[Source data]
==============================
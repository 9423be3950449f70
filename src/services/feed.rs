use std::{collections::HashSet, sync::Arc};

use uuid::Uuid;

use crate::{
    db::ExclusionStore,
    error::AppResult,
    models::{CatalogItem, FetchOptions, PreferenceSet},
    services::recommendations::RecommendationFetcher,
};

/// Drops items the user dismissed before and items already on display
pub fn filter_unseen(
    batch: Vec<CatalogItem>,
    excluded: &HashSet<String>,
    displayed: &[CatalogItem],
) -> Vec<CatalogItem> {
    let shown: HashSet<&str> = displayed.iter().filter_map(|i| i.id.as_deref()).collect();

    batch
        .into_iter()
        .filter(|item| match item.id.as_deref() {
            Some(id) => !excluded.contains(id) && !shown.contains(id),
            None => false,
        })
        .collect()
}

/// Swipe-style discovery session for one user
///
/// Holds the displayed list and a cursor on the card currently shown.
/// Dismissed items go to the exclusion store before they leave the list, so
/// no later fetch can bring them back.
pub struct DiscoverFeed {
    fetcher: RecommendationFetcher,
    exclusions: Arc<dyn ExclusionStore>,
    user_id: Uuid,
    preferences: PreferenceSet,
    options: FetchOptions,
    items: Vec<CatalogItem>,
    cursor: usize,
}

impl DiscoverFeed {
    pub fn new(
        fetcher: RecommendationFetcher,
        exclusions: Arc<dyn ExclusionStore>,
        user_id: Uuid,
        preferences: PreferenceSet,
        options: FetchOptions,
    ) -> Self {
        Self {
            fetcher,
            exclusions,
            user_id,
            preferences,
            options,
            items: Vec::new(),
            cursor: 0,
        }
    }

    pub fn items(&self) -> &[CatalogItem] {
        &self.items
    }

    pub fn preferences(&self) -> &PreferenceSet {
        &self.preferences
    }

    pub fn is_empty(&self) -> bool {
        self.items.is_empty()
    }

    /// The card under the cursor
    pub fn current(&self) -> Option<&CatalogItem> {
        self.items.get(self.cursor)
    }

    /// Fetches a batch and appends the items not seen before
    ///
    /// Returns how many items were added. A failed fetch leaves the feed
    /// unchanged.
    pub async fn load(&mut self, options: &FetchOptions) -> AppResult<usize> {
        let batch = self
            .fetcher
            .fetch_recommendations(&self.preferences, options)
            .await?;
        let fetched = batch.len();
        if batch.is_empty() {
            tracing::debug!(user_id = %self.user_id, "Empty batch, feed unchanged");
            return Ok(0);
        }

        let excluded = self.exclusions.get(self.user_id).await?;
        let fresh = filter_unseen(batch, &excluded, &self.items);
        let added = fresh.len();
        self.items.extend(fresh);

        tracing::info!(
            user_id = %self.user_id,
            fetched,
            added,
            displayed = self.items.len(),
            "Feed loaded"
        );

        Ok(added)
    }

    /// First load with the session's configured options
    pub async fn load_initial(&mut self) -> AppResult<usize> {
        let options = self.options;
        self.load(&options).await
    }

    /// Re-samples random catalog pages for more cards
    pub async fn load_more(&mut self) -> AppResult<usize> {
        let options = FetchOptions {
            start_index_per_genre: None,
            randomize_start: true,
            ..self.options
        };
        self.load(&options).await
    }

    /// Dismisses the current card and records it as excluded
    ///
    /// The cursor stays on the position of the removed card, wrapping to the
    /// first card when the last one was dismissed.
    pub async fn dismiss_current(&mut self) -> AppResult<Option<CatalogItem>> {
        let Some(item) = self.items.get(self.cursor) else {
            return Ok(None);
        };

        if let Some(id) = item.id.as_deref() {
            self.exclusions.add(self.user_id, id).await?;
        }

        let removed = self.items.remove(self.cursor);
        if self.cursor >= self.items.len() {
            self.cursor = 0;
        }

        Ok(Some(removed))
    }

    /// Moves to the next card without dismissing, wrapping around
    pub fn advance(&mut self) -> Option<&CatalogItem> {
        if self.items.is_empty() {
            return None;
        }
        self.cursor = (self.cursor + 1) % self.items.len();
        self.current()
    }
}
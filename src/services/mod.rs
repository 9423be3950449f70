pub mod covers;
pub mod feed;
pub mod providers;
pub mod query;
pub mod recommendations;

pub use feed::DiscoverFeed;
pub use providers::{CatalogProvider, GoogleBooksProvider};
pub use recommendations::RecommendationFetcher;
==============================
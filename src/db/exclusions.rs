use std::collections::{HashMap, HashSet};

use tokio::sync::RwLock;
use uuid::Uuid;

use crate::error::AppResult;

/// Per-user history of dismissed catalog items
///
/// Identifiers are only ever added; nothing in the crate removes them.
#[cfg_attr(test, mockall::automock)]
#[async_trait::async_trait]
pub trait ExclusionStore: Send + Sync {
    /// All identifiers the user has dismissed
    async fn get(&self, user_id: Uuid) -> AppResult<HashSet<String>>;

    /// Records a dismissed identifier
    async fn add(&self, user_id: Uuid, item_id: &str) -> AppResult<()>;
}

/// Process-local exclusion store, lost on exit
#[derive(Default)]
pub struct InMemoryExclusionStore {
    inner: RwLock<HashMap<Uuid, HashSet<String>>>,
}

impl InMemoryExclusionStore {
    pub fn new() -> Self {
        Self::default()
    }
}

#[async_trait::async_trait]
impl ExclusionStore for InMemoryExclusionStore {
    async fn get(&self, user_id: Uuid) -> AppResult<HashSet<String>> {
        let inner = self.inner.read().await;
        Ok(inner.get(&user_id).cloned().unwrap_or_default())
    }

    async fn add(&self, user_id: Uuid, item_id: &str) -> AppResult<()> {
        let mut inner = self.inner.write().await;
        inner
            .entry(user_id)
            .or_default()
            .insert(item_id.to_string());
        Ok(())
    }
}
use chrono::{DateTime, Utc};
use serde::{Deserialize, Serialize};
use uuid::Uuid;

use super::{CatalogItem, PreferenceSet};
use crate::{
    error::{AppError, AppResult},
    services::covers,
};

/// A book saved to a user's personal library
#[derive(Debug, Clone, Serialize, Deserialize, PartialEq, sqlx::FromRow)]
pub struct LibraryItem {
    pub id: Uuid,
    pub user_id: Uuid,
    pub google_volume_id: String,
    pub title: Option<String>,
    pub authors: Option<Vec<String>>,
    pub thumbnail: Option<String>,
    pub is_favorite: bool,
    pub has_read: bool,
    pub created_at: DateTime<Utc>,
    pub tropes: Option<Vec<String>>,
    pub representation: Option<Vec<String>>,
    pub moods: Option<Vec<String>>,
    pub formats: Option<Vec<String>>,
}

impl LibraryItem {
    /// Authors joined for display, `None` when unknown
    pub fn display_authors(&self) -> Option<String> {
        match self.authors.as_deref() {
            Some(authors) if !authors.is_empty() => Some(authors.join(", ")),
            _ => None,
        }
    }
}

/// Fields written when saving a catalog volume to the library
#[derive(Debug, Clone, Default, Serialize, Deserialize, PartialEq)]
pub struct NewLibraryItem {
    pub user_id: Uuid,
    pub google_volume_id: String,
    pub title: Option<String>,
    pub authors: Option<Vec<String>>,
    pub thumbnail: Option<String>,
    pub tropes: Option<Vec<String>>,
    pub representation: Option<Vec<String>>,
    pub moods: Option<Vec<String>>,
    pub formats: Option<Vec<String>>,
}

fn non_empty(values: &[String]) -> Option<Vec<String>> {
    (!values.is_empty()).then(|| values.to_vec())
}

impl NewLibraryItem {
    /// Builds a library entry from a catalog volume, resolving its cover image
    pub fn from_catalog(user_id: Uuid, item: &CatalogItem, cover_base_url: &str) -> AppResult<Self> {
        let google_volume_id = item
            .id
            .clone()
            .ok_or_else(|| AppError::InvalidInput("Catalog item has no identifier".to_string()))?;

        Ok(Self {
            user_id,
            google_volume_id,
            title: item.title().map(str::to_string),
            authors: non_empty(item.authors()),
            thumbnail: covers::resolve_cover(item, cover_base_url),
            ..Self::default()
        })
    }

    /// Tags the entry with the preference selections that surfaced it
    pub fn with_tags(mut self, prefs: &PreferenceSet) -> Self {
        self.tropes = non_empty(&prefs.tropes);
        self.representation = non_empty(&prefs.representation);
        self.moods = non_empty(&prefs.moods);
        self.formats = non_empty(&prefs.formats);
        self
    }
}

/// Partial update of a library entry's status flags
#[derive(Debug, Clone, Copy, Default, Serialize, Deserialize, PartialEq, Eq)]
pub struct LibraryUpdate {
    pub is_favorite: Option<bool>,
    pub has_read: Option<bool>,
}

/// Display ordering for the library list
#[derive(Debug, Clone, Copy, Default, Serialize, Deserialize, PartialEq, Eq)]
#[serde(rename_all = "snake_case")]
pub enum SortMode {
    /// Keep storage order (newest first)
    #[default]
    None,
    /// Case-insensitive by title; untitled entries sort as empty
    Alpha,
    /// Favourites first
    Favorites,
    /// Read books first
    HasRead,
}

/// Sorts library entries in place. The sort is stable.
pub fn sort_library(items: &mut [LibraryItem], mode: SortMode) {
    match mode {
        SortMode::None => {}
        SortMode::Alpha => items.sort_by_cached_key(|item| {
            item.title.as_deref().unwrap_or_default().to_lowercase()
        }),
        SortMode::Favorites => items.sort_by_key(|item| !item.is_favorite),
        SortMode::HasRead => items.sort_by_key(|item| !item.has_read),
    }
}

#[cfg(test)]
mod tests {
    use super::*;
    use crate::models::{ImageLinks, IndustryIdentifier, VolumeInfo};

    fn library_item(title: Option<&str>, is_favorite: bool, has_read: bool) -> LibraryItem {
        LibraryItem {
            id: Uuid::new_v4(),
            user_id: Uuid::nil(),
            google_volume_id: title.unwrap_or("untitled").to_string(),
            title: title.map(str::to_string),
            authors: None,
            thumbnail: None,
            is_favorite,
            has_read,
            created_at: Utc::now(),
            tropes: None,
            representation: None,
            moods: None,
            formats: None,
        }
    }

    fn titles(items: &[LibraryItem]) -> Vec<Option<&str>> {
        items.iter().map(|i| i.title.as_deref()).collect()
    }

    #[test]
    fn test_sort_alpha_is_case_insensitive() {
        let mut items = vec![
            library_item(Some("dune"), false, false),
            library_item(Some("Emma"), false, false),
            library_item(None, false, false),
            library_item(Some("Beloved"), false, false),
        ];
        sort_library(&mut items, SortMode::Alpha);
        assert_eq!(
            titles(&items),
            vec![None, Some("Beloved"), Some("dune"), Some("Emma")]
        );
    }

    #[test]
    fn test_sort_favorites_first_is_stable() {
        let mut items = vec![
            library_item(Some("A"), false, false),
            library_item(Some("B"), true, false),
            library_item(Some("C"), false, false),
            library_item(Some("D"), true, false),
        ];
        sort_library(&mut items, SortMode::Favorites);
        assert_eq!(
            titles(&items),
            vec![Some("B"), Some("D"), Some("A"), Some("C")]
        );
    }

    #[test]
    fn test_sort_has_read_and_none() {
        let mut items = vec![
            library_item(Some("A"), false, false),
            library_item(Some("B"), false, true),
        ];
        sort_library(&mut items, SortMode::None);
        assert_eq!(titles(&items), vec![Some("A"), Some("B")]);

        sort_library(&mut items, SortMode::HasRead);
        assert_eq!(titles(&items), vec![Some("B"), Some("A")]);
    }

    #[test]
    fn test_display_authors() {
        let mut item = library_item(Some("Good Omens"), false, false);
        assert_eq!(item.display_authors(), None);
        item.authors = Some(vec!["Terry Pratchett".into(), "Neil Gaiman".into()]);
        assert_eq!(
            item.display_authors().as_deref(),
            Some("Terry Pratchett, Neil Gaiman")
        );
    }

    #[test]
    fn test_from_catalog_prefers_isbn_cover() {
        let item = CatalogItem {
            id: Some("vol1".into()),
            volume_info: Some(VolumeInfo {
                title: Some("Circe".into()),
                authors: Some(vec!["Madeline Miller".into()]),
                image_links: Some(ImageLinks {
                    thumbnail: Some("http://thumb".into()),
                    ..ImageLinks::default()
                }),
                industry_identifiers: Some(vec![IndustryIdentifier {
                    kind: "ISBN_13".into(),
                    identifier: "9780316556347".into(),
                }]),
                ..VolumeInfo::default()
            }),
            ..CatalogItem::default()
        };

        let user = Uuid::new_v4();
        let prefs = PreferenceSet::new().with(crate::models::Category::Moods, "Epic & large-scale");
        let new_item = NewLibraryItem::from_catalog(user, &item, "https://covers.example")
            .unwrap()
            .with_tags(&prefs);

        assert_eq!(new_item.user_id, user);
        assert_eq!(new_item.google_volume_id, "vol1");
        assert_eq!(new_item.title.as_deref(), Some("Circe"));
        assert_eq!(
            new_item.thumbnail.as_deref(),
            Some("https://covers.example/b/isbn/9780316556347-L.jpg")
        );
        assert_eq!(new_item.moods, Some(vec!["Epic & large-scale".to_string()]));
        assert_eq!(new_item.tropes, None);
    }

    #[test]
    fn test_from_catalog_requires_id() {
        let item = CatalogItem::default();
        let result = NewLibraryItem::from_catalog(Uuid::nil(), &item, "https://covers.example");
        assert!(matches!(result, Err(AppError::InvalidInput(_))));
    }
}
==============================
## EXERCISE DIRECTIONS
Copy all the lines above that hold the string "Circe".

## YOUR SOLUTION
                title: Some("Circe".into()),
        assert_eq!(new_item.title.as_deref(), Some("Circe"));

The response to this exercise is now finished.